● **Data for analysis**:
..............................

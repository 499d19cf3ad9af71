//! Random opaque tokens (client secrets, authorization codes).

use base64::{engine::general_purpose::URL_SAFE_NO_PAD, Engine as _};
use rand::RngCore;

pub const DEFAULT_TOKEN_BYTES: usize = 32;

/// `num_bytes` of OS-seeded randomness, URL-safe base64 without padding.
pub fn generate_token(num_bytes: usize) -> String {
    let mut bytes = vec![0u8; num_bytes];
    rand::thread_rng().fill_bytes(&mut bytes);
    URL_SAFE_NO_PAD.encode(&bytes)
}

..............................

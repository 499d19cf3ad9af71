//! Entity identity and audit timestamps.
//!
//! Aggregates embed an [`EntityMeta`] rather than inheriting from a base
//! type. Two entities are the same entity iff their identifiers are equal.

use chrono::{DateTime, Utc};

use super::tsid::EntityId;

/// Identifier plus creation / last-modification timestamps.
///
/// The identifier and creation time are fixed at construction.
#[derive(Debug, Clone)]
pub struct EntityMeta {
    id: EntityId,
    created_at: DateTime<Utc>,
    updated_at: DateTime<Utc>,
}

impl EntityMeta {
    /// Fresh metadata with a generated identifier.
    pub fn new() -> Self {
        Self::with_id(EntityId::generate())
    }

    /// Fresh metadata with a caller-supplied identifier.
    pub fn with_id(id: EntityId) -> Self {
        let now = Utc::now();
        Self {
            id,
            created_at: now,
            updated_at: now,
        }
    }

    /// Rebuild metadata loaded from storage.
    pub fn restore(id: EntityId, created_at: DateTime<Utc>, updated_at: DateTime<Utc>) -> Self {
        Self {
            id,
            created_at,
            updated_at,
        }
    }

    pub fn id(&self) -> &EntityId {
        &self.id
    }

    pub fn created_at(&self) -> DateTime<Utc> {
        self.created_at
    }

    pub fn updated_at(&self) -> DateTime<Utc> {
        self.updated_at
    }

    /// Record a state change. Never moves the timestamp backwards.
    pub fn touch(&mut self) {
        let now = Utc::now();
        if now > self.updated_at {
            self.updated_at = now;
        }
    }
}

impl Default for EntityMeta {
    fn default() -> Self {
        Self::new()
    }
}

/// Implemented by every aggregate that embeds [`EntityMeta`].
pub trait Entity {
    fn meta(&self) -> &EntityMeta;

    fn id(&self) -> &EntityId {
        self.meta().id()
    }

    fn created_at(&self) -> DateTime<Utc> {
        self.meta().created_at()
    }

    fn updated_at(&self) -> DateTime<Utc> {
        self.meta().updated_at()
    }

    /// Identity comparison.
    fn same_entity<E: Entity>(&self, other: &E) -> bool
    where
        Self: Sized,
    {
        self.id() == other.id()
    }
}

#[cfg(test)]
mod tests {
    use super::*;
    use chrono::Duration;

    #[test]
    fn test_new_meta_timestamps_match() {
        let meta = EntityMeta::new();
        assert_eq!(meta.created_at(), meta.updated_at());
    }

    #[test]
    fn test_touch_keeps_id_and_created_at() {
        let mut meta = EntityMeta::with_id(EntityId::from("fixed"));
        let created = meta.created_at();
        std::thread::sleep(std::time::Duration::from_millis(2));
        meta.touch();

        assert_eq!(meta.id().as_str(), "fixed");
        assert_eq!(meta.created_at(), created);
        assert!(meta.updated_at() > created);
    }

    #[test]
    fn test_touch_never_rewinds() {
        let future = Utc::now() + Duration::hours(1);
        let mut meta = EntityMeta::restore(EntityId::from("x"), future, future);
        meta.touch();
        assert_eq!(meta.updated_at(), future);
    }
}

..............................

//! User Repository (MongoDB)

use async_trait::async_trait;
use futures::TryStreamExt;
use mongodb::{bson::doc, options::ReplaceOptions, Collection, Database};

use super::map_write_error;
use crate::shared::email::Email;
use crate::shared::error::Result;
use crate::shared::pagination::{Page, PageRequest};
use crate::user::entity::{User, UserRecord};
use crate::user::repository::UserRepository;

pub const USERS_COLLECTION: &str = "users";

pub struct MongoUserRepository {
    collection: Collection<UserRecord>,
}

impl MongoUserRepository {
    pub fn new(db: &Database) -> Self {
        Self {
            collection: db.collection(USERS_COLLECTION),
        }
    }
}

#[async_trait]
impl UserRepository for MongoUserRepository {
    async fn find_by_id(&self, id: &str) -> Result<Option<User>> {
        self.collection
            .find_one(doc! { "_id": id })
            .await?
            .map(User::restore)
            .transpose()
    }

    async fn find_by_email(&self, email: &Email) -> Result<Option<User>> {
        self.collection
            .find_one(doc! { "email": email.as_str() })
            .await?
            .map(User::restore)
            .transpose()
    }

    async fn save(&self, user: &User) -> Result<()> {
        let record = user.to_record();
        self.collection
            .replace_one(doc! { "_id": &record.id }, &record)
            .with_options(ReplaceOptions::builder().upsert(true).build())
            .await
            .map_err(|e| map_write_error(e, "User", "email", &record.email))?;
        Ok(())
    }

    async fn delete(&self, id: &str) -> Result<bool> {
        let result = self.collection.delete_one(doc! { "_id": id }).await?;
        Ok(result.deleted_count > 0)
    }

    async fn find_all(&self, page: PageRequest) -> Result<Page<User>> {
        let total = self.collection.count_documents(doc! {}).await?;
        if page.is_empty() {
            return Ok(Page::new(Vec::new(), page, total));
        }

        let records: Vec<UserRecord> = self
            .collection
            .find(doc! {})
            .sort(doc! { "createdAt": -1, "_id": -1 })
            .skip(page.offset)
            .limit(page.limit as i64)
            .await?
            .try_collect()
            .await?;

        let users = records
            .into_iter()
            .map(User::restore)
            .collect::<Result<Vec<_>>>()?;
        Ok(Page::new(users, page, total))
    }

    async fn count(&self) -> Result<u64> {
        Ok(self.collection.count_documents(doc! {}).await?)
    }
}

..............................

● **The task**: Go through the entries above and copy every line containing "chrono".

● **Response area**:
use chrono::{DateTime, Utc};
    use chrono::Duration;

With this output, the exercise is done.